--- Materials provided ---

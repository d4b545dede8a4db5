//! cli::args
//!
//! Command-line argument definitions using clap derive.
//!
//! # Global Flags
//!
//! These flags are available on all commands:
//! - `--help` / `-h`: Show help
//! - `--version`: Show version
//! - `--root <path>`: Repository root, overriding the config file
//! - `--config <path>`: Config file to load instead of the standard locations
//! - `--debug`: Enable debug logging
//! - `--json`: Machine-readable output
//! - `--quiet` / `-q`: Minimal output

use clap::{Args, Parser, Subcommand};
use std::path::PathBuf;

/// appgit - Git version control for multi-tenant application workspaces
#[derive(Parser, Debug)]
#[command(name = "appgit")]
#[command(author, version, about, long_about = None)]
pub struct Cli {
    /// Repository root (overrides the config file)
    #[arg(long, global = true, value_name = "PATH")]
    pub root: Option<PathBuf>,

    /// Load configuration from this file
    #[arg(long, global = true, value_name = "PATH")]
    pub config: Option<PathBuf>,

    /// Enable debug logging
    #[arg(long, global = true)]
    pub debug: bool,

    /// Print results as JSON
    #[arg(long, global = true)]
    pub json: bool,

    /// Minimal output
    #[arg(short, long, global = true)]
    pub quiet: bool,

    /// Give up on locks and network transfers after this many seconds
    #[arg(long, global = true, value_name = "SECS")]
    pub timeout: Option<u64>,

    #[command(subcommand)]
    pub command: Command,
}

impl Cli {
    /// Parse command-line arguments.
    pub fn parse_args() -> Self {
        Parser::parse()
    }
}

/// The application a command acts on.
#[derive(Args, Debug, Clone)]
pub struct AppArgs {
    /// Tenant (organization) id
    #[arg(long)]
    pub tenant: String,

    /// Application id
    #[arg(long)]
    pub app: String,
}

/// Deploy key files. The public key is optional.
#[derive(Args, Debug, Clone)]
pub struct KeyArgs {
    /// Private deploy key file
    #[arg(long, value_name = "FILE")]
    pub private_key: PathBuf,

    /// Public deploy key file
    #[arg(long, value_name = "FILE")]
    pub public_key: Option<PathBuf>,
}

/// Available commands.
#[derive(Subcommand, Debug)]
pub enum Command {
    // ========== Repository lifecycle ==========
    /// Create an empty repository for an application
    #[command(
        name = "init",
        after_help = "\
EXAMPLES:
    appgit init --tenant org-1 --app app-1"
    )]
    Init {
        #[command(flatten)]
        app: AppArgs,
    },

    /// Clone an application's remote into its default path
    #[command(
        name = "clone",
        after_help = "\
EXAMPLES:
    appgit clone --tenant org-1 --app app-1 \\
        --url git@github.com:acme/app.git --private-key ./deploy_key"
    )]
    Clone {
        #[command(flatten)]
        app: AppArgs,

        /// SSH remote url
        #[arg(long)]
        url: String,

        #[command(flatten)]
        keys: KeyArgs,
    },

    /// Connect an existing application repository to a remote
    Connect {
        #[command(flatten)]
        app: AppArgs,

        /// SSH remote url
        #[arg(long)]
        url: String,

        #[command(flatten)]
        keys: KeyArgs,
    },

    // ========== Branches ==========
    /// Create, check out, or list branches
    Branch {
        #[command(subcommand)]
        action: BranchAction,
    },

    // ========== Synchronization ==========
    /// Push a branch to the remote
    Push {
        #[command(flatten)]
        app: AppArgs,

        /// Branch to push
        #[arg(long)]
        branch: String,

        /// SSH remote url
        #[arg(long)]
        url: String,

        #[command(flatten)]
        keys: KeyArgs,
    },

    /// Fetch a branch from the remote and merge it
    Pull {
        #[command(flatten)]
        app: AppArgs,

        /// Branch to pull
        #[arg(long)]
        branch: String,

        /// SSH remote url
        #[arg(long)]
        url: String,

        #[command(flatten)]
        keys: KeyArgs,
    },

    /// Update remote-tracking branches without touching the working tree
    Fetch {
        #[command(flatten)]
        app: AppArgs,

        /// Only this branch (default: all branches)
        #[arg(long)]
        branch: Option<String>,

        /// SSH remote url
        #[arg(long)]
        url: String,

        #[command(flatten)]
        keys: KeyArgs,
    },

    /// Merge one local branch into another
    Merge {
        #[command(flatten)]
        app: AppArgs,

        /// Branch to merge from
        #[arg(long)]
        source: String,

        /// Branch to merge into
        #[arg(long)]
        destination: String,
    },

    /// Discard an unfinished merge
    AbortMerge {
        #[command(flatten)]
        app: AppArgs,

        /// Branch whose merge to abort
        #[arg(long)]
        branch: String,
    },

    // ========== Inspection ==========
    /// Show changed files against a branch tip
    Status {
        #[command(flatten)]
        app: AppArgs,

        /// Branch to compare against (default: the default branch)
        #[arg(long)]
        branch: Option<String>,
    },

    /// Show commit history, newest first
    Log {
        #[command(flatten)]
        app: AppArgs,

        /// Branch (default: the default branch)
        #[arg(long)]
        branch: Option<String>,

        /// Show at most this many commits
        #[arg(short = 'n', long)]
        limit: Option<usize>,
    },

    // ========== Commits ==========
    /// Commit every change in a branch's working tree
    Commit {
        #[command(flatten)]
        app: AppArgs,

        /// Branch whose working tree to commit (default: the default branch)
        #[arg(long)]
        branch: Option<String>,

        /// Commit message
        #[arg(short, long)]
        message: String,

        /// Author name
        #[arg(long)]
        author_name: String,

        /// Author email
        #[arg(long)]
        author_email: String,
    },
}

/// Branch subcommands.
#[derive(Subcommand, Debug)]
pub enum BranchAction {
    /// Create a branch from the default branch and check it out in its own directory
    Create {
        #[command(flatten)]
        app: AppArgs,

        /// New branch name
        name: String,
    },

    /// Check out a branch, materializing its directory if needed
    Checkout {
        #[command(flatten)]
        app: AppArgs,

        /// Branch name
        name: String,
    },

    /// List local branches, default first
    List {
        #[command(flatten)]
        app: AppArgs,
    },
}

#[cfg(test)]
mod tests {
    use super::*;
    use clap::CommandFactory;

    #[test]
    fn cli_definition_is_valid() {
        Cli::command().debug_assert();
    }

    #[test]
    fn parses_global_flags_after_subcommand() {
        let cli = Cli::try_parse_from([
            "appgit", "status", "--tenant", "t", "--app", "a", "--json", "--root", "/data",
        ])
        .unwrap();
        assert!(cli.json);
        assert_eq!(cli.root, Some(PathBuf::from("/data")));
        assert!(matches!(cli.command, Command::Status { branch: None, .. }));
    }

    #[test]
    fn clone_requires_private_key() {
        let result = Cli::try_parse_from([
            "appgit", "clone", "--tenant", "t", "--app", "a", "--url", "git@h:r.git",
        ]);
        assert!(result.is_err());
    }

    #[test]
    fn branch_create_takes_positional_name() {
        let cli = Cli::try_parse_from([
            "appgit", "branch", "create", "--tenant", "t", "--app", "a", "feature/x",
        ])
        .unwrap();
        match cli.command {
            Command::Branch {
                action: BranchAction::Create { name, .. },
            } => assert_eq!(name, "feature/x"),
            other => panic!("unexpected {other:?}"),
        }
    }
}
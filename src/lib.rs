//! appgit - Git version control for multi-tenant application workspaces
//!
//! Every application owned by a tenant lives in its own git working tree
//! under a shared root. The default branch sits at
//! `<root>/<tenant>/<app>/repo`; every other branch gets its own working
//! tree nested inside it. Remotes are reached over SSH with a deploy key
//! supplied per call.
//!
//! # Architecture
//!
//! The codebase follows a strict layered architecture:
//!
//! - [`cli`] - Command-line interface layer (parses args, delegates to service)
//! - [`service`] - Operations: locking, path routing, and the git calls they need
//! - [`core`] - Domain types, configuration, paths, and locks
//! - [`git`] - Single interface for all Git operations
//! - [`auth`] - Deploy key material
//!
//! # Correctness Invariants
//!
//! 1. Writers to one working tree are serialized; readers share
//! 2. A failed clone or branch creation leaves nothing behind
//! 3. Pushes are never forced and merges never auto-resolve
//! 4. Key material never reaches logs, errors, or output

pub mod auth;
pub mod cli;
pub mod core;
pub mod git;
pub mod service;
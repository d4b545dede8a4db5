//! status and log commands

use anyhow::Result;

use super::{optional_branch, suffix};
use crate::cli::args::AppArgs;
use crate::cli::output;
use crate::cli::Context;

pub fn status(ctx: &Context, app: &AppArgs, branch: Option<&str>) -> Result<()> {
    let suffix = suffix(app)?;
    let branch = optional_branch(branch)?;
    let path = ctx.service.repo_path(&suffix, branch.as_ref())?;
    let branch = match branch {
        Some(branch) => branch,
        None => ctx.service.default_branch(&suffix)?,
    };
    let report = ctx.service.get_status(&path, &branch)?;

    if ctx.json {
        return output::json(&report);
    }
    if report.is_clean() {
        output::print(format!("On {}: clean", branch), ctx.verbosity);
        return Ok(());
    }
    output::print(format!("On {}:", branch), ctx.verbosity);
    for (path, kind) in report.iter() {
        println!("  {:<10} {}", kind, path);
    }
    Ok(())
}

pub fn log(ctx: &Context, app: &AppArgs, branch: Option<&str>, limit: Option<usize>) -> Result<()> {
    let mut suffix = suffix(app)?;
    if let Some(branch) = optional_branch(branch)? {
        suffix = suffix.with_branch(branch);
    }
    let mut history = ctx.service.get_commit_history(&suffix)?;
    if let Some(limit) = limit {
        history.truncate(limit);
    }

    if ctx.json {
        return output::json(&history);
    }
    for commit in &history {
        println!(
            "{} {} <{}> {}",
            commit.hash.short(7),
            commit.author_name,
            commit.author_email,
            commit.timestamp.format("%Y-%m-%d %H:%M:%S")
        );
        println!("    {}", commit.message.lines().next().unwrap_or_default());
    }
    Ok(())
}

---

- Aim of the exercise
Please reproduce exactly the lines in the listing above from the one containing "# Correctness Invariants" through the one containing "pub mod service;", both included, and nothing more.

- Response
//! # Correctness Invariants
//!
//! 1. Writers to one working tree are serialized; readers share
//! 2. A failed clone or branch creation leaves nothing behind
//! 3. Pushes are never forced and merges never auto-resolve
//! 4. Key material never reaches logs, errors, or output

pub mod auth;
pub mod cli;
pub mod core;
pub mod git;
pub mod service;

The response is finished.